Khaliq is one of the 17 ethnic minority women of different ages and from different walks of life in Hong Kong featured in minority advocacy group Unison's photo exhibition She says.
The exhibition, which runs from today until September 19 in Sham Shui Po, features the women's portraits and stories outlining their different and intricate relationships with the city they call home.
The language barrier was another difficulty for her to be accepted by Hong Kong society, Khaliq said.
When she first came to the city, Khaliq, who obtained an MBA from Mohammad Ali Jinnah University, in the Pakistani capital of Islamabad, wanted to be a teacher or teaching assistant. She applied for jobs in almost all schools where the majority of students were from ethnic minorities.
She said some of the job descriptions stated that English and Urdu were language requirements, but when she went for interviews, she was immediately rejected after they found that she was unable to speak Chinese. She said many employers rejected non-Chinese speaking applicants not because Chinese was needed at work, but because they wanted to communicate with employees in Chinese.
"Even children in primary schools, they have an English subject and they can speak English, but they hesitate to communicate in English with others," said Khaliq, who is now a part-time interpreter for the judiciary.
"Hong Kong is a multinational city. If it avoids ethnic minority people, it will not be a good gesture. European people receive special VIP treatment.

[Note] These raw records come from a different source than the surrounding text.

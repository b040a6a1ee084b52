//! Project data model.
//!
//! A project is stored as four JSON documents (manifest, canvas, assets,
//! history) that are always loaded and saved together as a
//! [`ProjectPayload`].

use serde::{Deserialize, Serialize};

use crate::types::EpochMillis;

/// Current on-disk project format version.
pub const PROJECT_VERSION: &str = "1.0.0";

/// Asset kind for generated images.
pub const ASSET_KIND_IMAGE: &str = "image";

#[derive(Debug, Clone, PartialEq, Serialize, Deserialize)]
#[serde(rename_all = "camelCase")]
pub struct ProjectManifest {
    pub id: String,
    pub name: String,
    pub created_at: EpochMillis,
    pub updated_at: EpochMillis,
    #[serde(default = "default_version")]
    pub version: String,
    #[serde(default)]
    pub canvas_checksum: String,
}

fn default_version() -> String {
    PROJECT_VERSION.to_string()
}

/// A persisted output artifact belonging to a project.
#[derive(Debug, Clone, PartialEq, Serialize, Deserialize)]
#[serde(rename_all = "camelCase")]
pub struct AssetPayload {
    pub id: String,
    pub project_id: String,
    pub kind: String,
    pub uri: String,
    #[serde(default)]
    pub metadata: serde_json::Map<String, serde_json::Value>,
    pub created_at: EpochMillis,
    pub updated_at: EpochMillis,
}

/// One generation job as recorded in a project's history.
///
/// The id is the task id, so a project holds at most one record per task.
#[derive(Debug, Clone, PartialEq, Serialize, Deserialize)]
#[serde(rename_all = "camelCase")]
pub struct GenerationRecord {
    pub id: String,
    pub prompt: String,
    pub session_id: String,
    pub status: String,
    #[serde(default)]
    pub result_uris: Vec<String>,
    #[serde(default)]
    pub error: Option<String>,
    pub created_at: EpochMillis,
    #[serde(default)]
    pub completed_at: Option<EpochMillis>,
}

/// A whole project, loaded and saved as one unit.
#[derive(Debug, Clone, PartialEq, Serialize, Deserialize)]
#[serde(rename_all = "camelCase")]
pub struct ProjectPayload {
    pub manifest: ProjectManifest,
    #[serde(default)]
    pub canvas: serde_json::Value,
    #[serde(default)]
    pub assets: Vec<AssetPayload>,
    #[serde(default)]
    pub history: Vec<GenerationRecord>,
}

impl ProjectPayload {
    /// Insert `asset`, or replace the existing asset with the same id.
    ///
    /// A replaced asset keeps its original `created_at`. Unrelated assets
    /// and their order are left untouched.
    pub fn upsert_asset(&mut self, mut asset: AssetPayload) {
        match self.assets.iter_mut().find(|a| a.id == asset.id) {
            Some(existing) => {
                asset.created_at = existing.created_at;
                *existing = asset;
            }
            None => self.assets.push(asset),
        }
    }

    /// Insert `record`, or replace the existing record for the same task.
    pub fn upsert_history(&mut self, record: GenerationRecord) {
        match self.history.iter_mut().find(|r| r.id == record.id) {
            Some(existing) => *existing = record,
            None => self.history.push(record),
        }
    }
}

/// Lightweight listing entry for a project.
#[derive(Debug, Clone, Serialize)]
#[serde(rename_all = "camelCase")]
pub struct ProjectSummary {
    pub manifest: ProjectManifest,
    pub assets_count: usize,
    pub history_count: usize,
}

"For us, we are treated less favourably. Maybe our skin colour [says] we are from developing countries, so our education is not considered as up to the mark as in European countries."
This is why Khaliq has been insisting that her daughter, born in the city, should go to a mainstream Chinese-speaking kindergarten and next year a Chinese-speaking primary school, so she can benefit from the same curriculum taught to local Chinese children.
"This is the best age for them to learn cultures and languages, so if they want to do something in Hong Kong, they will not face the same difficulties that we are facing," she said.
Khaliq said NGOs and the government, instead of organising activities specifically for ethnic minorities or local Chinese, should hold more events such as parties, urban trips and other outings for both Chinese and non-Chinese, so that they could communicate and understand more about each other.
She said she believed in this way, ethnic minority people would be able to integrate into local society.